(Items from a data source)
((
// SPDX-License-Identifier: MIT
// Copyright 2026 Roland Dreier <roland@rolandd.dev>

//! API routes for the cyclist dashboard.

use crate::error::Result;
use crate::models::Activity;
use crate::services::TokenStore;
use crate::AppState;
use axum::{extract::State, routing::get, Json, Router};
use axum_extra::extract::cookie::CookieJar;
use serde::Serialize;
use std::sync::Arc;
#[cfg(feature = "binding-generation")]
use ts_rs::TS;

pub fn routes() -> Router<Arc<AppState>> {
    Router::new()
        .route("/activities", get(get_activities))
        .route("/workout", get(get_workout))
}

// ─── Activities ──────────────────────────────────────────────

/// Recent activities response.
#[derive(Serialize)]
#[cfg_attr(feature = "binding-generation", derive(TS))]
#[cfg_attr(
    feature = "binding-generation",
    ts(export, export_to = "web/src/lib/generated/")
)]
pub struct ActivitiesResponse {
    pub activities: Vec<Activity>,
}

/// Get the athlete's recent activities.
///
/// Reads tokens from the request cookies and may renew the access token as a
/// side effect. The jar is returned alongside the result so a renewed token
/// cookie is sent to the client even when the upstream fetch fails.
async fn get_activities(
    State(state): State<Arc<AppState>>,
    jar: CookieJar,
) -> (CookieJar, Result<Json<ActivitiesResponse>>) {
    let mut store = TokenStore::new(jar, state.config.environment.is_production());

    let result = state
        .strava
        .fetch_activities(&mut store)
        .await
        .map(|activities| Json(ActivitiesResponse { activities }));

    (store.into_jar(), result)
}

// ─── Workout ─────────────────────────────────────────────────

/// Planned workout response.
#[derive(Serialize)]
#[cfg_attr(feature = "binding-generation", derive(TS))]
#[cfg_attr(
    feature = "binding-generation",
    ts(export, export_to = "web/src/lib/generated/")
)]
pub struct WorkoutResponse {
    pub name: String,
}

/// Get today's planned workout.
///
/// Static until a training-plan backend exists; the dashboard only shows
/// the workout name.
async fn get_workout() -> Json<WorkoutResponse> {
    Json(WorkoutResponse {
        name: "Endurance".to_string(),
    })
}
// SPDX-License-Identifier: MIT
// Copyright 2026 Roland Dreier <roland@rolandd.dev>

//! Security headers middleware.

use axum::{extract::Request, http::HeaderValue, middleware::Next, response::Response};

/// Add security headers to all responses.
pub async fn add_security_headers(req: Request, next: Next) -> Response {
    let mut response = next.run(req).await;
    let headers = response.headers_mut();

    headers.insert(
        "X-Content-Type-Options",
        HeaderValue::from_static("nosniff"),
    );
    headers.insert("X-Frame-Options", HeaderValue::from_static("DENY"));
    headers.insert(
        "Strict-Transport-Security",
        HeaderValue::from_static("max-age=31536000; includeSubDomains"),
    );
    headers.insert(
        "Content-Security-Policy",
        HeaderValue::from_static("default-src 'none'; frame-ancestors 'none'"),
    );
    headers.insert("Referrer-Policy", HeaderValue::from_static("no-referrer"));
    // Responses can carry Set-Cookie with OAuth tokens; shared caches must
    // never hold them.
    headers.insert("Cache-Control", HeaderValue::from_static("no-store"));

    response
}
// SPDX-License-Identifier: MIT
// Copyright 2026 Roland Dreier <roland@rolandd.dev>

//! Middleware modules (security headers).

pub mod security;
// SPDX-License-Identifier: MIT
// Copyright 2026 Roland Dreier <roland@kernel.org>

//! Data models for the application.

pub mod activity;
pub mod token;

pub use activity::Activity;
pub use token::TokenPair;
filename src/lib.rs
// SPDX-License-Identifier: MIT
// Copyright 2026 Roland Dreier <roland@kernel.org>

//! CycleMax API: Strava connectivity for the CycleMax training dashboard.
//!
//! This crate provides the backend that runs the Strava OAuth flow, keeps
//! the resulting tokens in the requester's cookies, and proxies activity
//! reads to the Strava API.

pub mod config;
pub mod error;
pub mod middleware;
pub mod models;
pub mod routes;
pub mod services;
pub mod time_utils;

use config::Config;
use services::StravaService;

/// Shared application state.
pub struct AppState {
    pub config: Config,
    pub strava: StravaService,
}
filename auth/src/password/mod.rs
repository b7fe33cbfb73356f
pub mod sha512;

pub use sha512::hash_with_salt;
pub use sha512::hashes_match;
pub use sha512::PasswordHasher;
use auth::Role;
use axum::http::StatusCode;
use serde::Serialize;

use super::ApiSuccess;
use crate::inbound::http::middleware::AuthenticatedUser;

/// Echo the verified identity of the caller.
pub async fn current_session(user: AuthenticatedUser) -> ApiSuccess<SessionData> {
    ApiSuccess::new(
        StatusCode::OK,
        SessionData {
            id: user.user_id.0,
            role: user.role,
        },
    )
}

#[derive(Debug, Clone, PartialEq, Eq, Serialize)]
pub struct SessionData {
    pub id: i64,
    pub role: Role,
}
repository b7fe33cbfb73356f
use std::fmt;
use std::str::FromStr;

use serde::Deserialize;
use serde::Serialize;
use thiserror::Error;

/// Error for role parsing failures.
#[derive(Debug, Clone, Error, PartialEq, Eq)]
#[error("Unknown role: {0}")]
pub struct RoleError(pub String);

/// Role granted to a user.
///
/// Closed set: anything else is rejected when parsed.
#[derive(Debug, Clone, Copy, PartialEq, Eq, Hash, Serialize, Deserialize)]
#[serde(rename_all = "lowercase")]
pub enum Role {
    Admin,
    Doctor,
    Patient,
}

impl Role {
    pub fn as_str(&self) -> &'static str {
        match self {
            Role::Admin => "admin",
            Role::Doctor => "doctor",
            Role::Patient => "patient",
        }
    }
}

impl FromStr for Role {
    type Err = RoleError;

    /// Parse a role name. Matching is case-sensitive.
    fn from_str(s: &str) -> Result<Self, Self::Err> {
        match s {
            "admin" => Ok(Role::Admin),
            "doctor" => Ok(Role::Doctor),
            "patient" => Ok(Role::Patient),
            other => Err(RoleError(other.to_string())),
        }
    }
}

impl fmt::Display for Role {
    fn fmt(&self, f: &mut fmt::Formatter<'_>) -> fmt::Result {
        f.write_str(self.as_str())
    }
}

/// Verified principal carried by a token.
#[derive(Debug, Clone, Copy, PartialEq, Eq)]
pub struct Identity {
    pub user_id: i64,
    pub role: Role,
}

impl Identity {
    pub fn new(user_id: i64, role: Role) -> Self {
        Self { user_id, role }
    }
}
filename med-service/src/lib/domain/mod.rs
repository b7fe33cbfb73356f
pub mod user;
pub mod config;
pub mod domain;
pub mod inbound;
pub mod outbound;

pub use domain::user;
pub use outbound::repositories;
))
→ **ACTIVITY**: Please give again the lines above between the line holding "access token as a" and the line holding "let headers = response.headers_mut();", inclusive, exactly as they are and with nothing added.

→ **REPLY**:
/// Reads tokens from the request cookies and may renew the access token as a
/// side effect. The jar is returned alongside the result so a renewed token
/// cookie is sent to the client even when the upstream fetch fails.
async fn get_activities(
    State(state): State<Arc<AppState>>,
    jar: CookieJar,
) -> (CookieJar, Result<Json<ActivitiesResponse>>) {
    let mut store = TokenStore::new(jar, state.config.environment.is_production());

    let result = state
        .strava
        .fetch_activities(&mut store)
        .await
        .map(|activities| Json(ActivitiesResponse { activities }));

    (store.into_jar(), result)
}

// ─── Workout ─────────────────────────────────────────────────

/// Planned workout response.
#[derive(Serialize)]
#[cfg_attr(feature = "binding-generation", derive(TS))]
#[cfg_attr(
    feature = "binding-generation",
    ts(export, export_to = "web/src/lib/generated/")
)]
pub struct WorkoutResponse {
    pub name: String,
}

/// Get today's planned workout.
///
/// Static until a training-plan backend exists; the dashboard only shows
/// the workout name.
async fn get_workout() -> Json<WorkoutResponse> {
    Json(WorkoutResponse {
        name: "Endurance".to_string(),
    })
}
// SPDX-License-Identifier: MIT
// Copyright 2026 Roland Dreier <roland@rolandd.dev>

//! Security headers middleware.

use axum::{extract::Request, http::HeaderValue, middleware::Next, response::Response};

/// Add security headers to all responses.
pub async fn add_security_headers(req: Request, next: Next) -> Response {
    let mut response = next.run(req).await;
    let headers = response.headers_mut();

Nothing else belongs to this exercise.